Qu’est-ce qui vous a fait penser que vous deviez consulter un médecin et recevoir un diagnostic de fibromyalgie ?

Oui, j’ai reçu ce diagnostic en 2001.

En 1999, je me suis blessé au dos au travail. Malgré le respect des conseils de mon médecin traitant, notamment la kinésithérapie et les exercices à domicile, la douleur persistait.

En moins d’un an, j’ai ressenti des douleurs diffuses, comme si j’avais surmené mes muscles. (Aujourd’hui encore, la zone touchée est extrêmement sensible au toucher, comme si on m’avait donné un coup dans le sacrum.) Mon médecin m’a orientée vers un rhumatologue qui a confirmé le diagnostic de fibromyalgie… après près de six mois d’examens médicaux visant à exclure d’autres pathologies. J’ai subi de nombreuses analyses de sang, des radiographies, des IRM, un électromyogramme (EMG) et un électromyogramme (EMG) pour évaluer ma fonction musculaire.

Il n’existe pas de traitement miracle contre la fibromyalgie, je peux donc seulement vous dire ce qui m’a aidée.

Bougez !  Évitez la sédentarité excessive, car vos muscles risquent de se contracter et de se raidir. Étirez-vous régulièrement.

Mangez.  Et je parle bien de vrais aliments. J’ai éliminé toute la restauration rapide et la plupart des aliments transformés. Maintenant, j’achète des ingrédients, pas des plats préparés. Cela m’a permis de perdre naturellement 14 kilos et de m’assurer une alimentation équilibrée. (Je ne recommande pas les compléments alimentaires car ils ne sont pas réglementés ; on ne sait donc pas ce qu’ils contiennent.)

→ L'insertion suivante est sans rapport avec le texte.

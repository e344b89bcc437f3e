//! Candidate quality scoring
//!
//! Turns [`ScriptStats`] and a language hint into one scalar so that OCR
//! outputs produced under different language hypotheses can be compared.

use serde::Serialize;

use super::guess::Script;
use super::stats::ScriptStats;

/// Characters at which the length bonus saturates
pub const LENGTH_BONUS_CAP: f64 = 200.0;

/// Weights of the scoring formula
///
/// `score = target_script·s + alnum·a + length_bonus·l − noise_penalty·n`
#[derive(Debug, Clone, Copy, PartialEq, Serialize)]
pub struct ScoreWeights {
    pub target_script: f64,
    pub alnum: f64,
    pub length_bonus: f64,
    pub noise_penalty: f64,
}

impl Default for ScoreWeights {
    fn default() -> Self {
        Self {
            target_script: 2.5,
            alnum: 0.8,
            length_bonus: 0.5,
            noise_penalty: 1.0,
        }
    }
}

/// Scores recognized text against a language hypothesis
#[derive(Debug, Clone, Copy, Default)]
pub struct ScriptScorer {
    weights: ScoreWeights,
}

impl ScriptScorer {
    pub fn new(weights: ScoreWeights) -> Self {
        Self { weights }
    }

    pub fn weights(&self) -> &ScoreWeights {
        &self.weights
    }

    /// Score `text` for the language hint (`"hin"`, `"eng+tam"`, ...).
    ///
    /// Whitespace-only text scores exactly `0.0`, which callers treat as
    /// unusable.
    pub fn score(&self, text: &str, language_hint: &str) -> f64 {
        let text = text.trim();
        if text.is_empty() {
            return 0.0;
        }
        self.score_stats(&ScriptStats::compute(text), Script::from_hint(language_hint))
    }

    /// Score precomputed statistics against a target script
    pub fn score_stats(&self, stats: &ScriptStats, target: Script) -> f64 {
        let target_script = match target {
            Script::Devanagari => stats.dev_ratio,
            Script::Tamil => stats.tam_ratio,
            Script::Latin => stats.latin_ratio,
        };
        let alnum_like = stats.latin_ratio + stats.dev_ratio + stats.tam_ratio + stats.digit_ratio;
        let noise_penalty = (1.0 - stats.printable_ratio).max(0.0);
        let length_bonus = (stats.length as f64 / LENGTH_BONUS_CAP).min(1.0);

        let w = &self.weights;
        w.target_script * target_script + w.alnum * alnum_like + w.length_bonus * length_bonus
            - w.noise_penalty * noise_penalty
    }
}
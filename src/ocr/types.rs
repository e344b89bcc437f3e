//! OCR Types
//!
//! Candidate results, per-page selections and error types for the
//! recognition pipeline.

use serde::Serialize;

use crate::script::Script;

/// Fixed engine configuration passed to every recognition call
#[derive(Debug, Clone, Copy, PartialEq, Eq)]
pub struct EngineConfig {
    /// OCR engine mode (3 = default, LSTM when available)
    pub oem: u8,
    /// Page segmentation mode (6 = assume a single uniform block of text)
    pub psm: u8,
}

impl Default for EngineConfig {
    fn default() -> Self {
        Self { oem: 3, psm: 6 }
    }
}

/// Raw text recognized under one language hypothesis
#[derive(Debug, Clone, PartialEq)]
pub struct RecognizedText {
    pub hypothesis: String,
    pub text: String,
}

/// Scored OCR candidate
#[derive(Debug, Clone, PartialEq, Serialize)]
pub struct OcrCandidate {
    /// Language hypothesis given to the engine (e.g. `"eng+hin"`)
    pub hypothesis: String,
    /// Recognized text (trimmed)
    pub text: String,
    /// Script-aware quality score
    pub score: f64,
}

/// Outcome of the two-pass selection on one page
#[derive(Debug, Clone, Serialize)]
pub struct PageRecognition {
    /// Page index (0-indexed, document order)
    pub page_index: usize,
    /// Winning candidate, re-scored against the guessed script
    pub selected: OcrCandidate,
    /// Script guessed from the broad-pass winner
    pub script: Script,
    /// Whether the refinement pass produced the winner
    pub refined: bool,
}

/// Recognized text of a whole document
#[derive(Debug, Clone, Default, Serialize)]
pub struct DocumentText {
    /// Newline-joined text of every page that yielded something
    pub text: String,
    /// Pages that contributed text
    pub pages: Vec<PageRecognition>,
    /// Number of pages processed (including empty ones)
    pub page_count: usize,
}

impl DocumentText {
    /// Nothing recoverable from any page
    pub fn is_empty(&self) -> bool {
        self.text.is_empty()
    }
}

/// OCR error types
#[derive(Debug, thiserror::Error)]
pub enum OcrError {
    #[error("Recognition unavailable for hypothesis '{hypothesis}': {reason}")]
    RecognitionUnavailable { hypothesis: String, reason: String },

    #[error("Failed to decode image: {0}")]
    ImageDecode(String),

    #[error("Failed to rasterize document: {0}")]
    Rasterize(String),

    #[error("IO error: {0}")]
    Io(#[from] std::io::Error),
}

impl OcrError {
    pub fn unavailable(hypothesis: &str, reason: impl Into<String>) -> Self {
        Self::RecognitionUnavailable {
            hypothesis: hypothesis.to_string(),
            reason: reason.into(),
        }
    }
}
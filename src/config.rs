//! Configuration management for the docbabel server

use std::env;
use std::str::FromStr;

use crate::ocr::{EngineConfig, OcrSelectorConfig, DEFAULT_CANDIDATES, DEFAULT_DPI};
use crate::translate::{ChainConfig, ProviderKind, ProviderSettings};

#[derive(Debug, Clone)]
pub struct Config {
    pub server: ServerConfig,
    pub ocr: OcrConfig,
    pub translation: TranslationConfig,
}

#[derive(Debug, Clone)]
pub struct ServerConfig {
    pub host: String,
    pub port: u16,
    /// Largest accepted request body (scanned PDFs run large)
    pub max_upload_bytes: usize,
}

#[derive(Debug, Clone)]
pub struct OcrConfig {
    /// Path or name of the tesseract executable
    pub tesseract_bin: String,
    /// Path or name of poppler's pdftoppm
    pub pdftoppm_bin: String,
    pub dpi: u32,
    /// Broad-pass hypotheses, in order
    pub candidates: Vec<String>,
    pub oem: u8,
    pub psm: u8,
}

#[derive(Debug, Clone)]
pub struct TranslationConfig {
    pub providers: ProviderSettings,
    pub chain: ChainConfig,
}

impl Default for Config {
    fn default() -> Self {
        let engine = EngineConfig::default();
        Config {
            server: ServerConfig {
                host: "0.0.0.0".to_string(),
                port: 3000,
                max_upload_bytes: 25 * 1024 * 1024,
            },
            ocr: OcrConfig {
                tesseract_bin: "tesseract".to_string(),
                pdftoppm_bin: "pdftoppm".to_string(),
                dpi: DEFAULT_DPI,
                candidates: DEFAULT_CANDIDATES.iter().map(|c| c.to_string()).collect(),
                oem: engine.oem,
                psm: engine.psm,
            },
            translation: TranslationConfig {
                providers: ProviderSettings::default(),
                chain: ChainConfig::default(),
            },
        }
    }
}

impl Config {
    /// Read configuration from the environment, falling back to defaults
    /// for anything unset or unparseable.
    pub fn from_env() -> Self {
        let defaults = Config::default();
        let provider_defaults = defaults.translation.providers;
        let chain_defaults = defaults.translation.chain;

        Config {
            server: ServerConfig {
                host: env::var("SERVER_HOST").unwrap_or(defaults.server.host),
                port: parse_var("SERVER_PORT", defaults.server.port),
                max_upload_bytes: parse_var("MAX_UPLOAD_BYTES", defaults.server.max_upload_bytes),
            },
            ocr: OcrConfig {
                tesseract_bin: env::var("TESSERACT_BIN").unwrap_or(defaults.ocr.tesseract_bin),
                pdftoppm_bin: env::var("PDFTOPPM_BIN").unwrap_or(defaults.ocr.pdftoppm_bin),
                dpi: parse_var("OCR_DPI", defaults.ocr.dpi),
                candidates: env::var("OCR_CANDIDATES")
                    .ok()
                    .map(|v| parse_list(&v))
                    .filter(|list| !list.is_empty())
                    .unwrap_or(defaults.ocr.candidates),
                oem: parse_var("TESSERACT_OEM", defaults.ocr.oem),
                psm: parse_var("TESSERACT_PSM", defaults.ocr.psm),
            },
            translation: TranslationConfig {
                providers: ProviderSettings {
                    order: env::var("TRANSLATE_PROVIDERS")
                        .ok()
                        .map(|v| parse_providers(&v))
                        .filter(|order| !order.is_empty())
                        .unwrap_or(provider_defaults.order),
                    google_url: env::var("GOOGLE_TRANSLATE_URL").unwrap_or(provider_defaults.google_url),
                    mymemory_url: env::var("MYMEMORY_URL").unwrap_or(provider_defaults.mymemory_url),
                    mymemory_email: env::var("MYMEMORY_EMAIL").ok().filter(|v| !v.is_empty()),
                    libre_url: env::var("LIBRETRANSLATE_URL").unwrap_or(provider_defaults.libre_url),
                    libre_api_key: env::var("LIBRETRANSLATE_API_KEY").ok().filter(|v| !v.is_empty()),
                    timeout_secs: parse_var("TRANSLATE_TIMEOUT_SECS", provider_defaults.timeout_secs),
                },
                chain: ChainConfig {
                    max_input_chars: parse_var("TRANSLATE_MAX_INPUT_CHARS", chain_defaults.max_input_chars),
                    ..chain_defaults
                },
            },
        }
    }

    pub fn engine_config(&self) -> EngineConfig {
        EngineConfig {
            oem: self.ocr.oem,
            psm: self.ocr.psm,
        }
    }

    pub fn selector_config(&self) -> OcrSelectorConfig {
        OcrSelectorConfig {
            candidates: self.ocr.candidates.clone(),
            dpi: self.ocr.dpi,
        }
    }
}

fn parse_var<T: FromStr>(name: &str, default: T) -> T {
    env::var(name).ok().and_then(|v| v.trim().parse().ok()).unwrap_or(default)
}

fn parse_list(value: &str) -> Vec<String> {
    value
        .split(',')
        .map(str::trim)
        .filter(|s| !s.is_empty())
        .map(String::from)
        .collect()
}

fn parse_providers(value: &str) -> Vec<ProviderKind> {
    parse_list(value)
        .iter()
        .filter_map(|name| {
            let kind = ProviderKind::parse(name);
            if kind.is_none() {
                tracing::warn!(provider = %name, "Ignoring unknown translation provider");
            }
            kind
        })
        .collect()
}
//! Docbabel Server
//!
//! HTTP front end for script-aware OCR and multi-provider translation.

use std::net::SocketAddr;

use anyhow::Context;
use tokio::signal;
use tracing_subscriber::{layer::SubscriberExt, util::SubscriberInitExt};

use docbabel::config::Config;
use docbabel::routes;
use docbabel::state::AppState;

#[tokio::main]
async fn main() -> anyhow::Result<()> {
    // Load configuration
    dotenvy::dotenv().ok();

    // Initialize tracing
    tracing_subscriber::registry()
        .with(
            tracing_subscriber::EnvFilter::try_from_default_env()
                .unwrap_or_else(|_| "docbabel=debug,tower_http=debug".into()),
        )
        .with(tracing_subscriber::fmt::layer())
        .init();

    let config = Config::from_env();

    tracing::info!("Starting Docbabel Server v{}", env!("CARGO_PKG_VERSION"));
    tracing::info!("OCR candidates: {}", config.ocr.candidates.join(", "));

    let state = AppState::new(config.clone()).context("Failed to initialize application state")?;
    tracing::info!(
        "Translation providers: {}",
        state.translator().provider_names().join(" -> ")
    );

    let app = routes::router(state);

    // Start server with graceful shutdown
    let addr: SocketAddr = format!("{}:{}", config.server.host, config.server.port)
        .parse()
        .with_context(|| format!("Invalid listen address {}:{}", config.server.host, config.server.port))?;
    tracing::info!("Docbabel Server listening on {}", addr);

    let listener = tokio::net::TcpListener::bind(addr)
        .await
        .with_context(|| format!("Failed to bind {}", addr))?;

    axum::serve(listener, app)
        .with_graceful_shutdown(shutdown_signal())
        .await
        .context("Server error")?;

    tracing::info!("Server shutdown complete");
    Ok(())
}

/// Graceful shutdown signal handler
async fn shutdown_signal() {
    let ctrl_c = async {
        if let Err(e) = signal::ctrl_c().await {
            tracing::error!("Failed to install Ctrl+C handler: {}", e);
            std::future::pending::<()>().await;
        }
    };

    #[cfg(unix)]
    let terminate = async {
        match signal::unix::signal(signal::unix::SignalKind::terminate()) {
            Ok(mut sigterm) => {
                sigterm.recv().await;
            }
            Err(e) => {
                tracing::error!("Failed to install SIGTERM handler: {}", e);
                std::future::pending::<()>().await;
            }
        }
    };

    #[cfg(not(unix))]
    let terminate = std::future::pending::<()>();

    tokio::select! {
        _ = ctrl_c => {
            tracing::info!("Received Ctrl+C, starting graceful shutdown...");
        },
        _ = terminate => {
            tracing::info!("Received SIGTERM, starting graceful shutdown...");
        },
    }
}
//! Translation endpoint

use axum::{extract::State, routing::post, Json, Router};
use serde::{Deserialize, Serialize};

use crate::error::{AppError, Result};
use crate::state::AppState;
use crate::translate::normalize_detected_source;

#[derive(Debug, Deserialize)]
pub struct TranslateRequest {
    pub text: String,
    pub target_lang: String,
    /// Language the caller believes the text is in; detected when absent,
    /// empty or "auto"
    #[serde(default)]
    pub source_lang: Option<String>,
}

#[derive(Debug, Serialize)]
pub struct TranslateResponse {
    pub translated_text: String,
    pub provider: Option<String>,
    pub stage: Option<String>,
    /// Source language handed to the chain, caller-supplied or detected
    pub source_lang: Option<String>,
    /// Provider calls made across all stages
    pub attempts: usize,
    /// Source already matched the target
    pub noop: bool,
}

pub fn router() -> Router<AppState> {
    Router::new().route("/", post(translate))
}

/// POST /api/v1/translate
async fn translate(State(state): State<AppState>, Json(request): Json<TranslateRequest>) -> Result<Json<TranslateResponse>> {
    let source_lang = match normalize_detected_source(request.source_lang.as_deref()) {
        Some(code) => Some(code),
        None => {
            let detector = state.detector();
            let text = request.text.clone();
            tokio::task::spawn_blocking(move || detector.detect(&text))
                .await
                .map_err(|e| AppError::Internal(format!("Language detection failed: {}", e)))?
        }
    };

    let outcome = state
        .translator()
        .translate(&request.text, &request.target_lang, source_lang.as_deref())
        .await?;

    let Some(translated_text) = outcome.text else {
        return Err(AppError::TranslationFailed(outcome.failures));
    };

    tracing::info!(
        provider = ?outcome.provider_used,
        stage = ?outcome.stage,
        source = ?source_lang,
        attempts = outcome.attempts,
        "Translation completed"
    );

    Ok(Json(TranslateResponse {
        translated_text,
        provider: outcome.provider_used,
        stage: outcome.stage,
        source_lang,
        attempts: outcome.attempts,
        noop: outcome.noop_request,
    }))
}
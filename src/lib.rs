//! Docbabel
//!
//! Script-aware OCR for scanned documents (Latin, Devanagari, Tamil) and
//! resilient translation through a chain of public translation services.

pub mod config;
pub mod detect;
pub mod error;
pub mod ocr;
pub mod pdf;
pub mod routes;
pub mod script;
pub mod state;
pub mod translate;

Hydratez-vous.  Assurez-vous de boire suffisamment d’eau tout au long de la journée.

Réfléchissez.  La douleur chronique bouleverse votre vie de façon irrévocable. Il y a un processus de deuil à traverser pour la personne que vous avez perdue, qui doit finalement vous mener à l’acceptation. Une fois cette nouvelle vie acceptée, vous êtes capable de trouver de nouvelles façons d’accomplir des tâches physiquement exigeantes, comme adapter votre rythme, solliciter l’aide de vos proches, etc. Parfois, réfléchir est difficile ; la fibromyalgie s’accompagne de troubles cognitifs. Ma solution : les listes, les alarmes et les rappels.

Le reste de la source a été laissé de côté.